# Exercise aim
Whenever a line in the listing below holds the string "error", include it in the count. Say how many such lines there are and nothing more.

# Material for this exercise
■ ■ ■

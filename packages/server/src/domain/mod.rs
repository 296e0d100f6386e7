//! Domain layer for hotel access.
//!
//! This module contains business logic that is independent of
//! data transfer objects (DTOs) and infrastructure concerns.

pub mod access;
pub mod entity;
pub mod error;
pub mod event;
pub mod repository;
pub mod value_object;

pub use access::{HotelAccess, IneligibleReason};
pub use entity::{
    Address, Enrollment, Hotel, HotelWithRooms, Room, Ticket, TicketStatus, TicketType, User,
};
pub use error::{RepositoryError, ValueObjectError};
pub use event::{
    CreateAddress, CreateEnrollment, CreateHotel, CreateRoom, CreateTicket, CreateTicketType,
    CreateUser,
};
pub use repository::{EnrollmentRepository, HotelRepository, TicketRepository};
pub use value_object::{
    AddressId, EnrollmentId, HotelId, RoomId, TicketId, TicketTypeId, Timestamp, UserId,
};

■ ■ ■

# Task output
2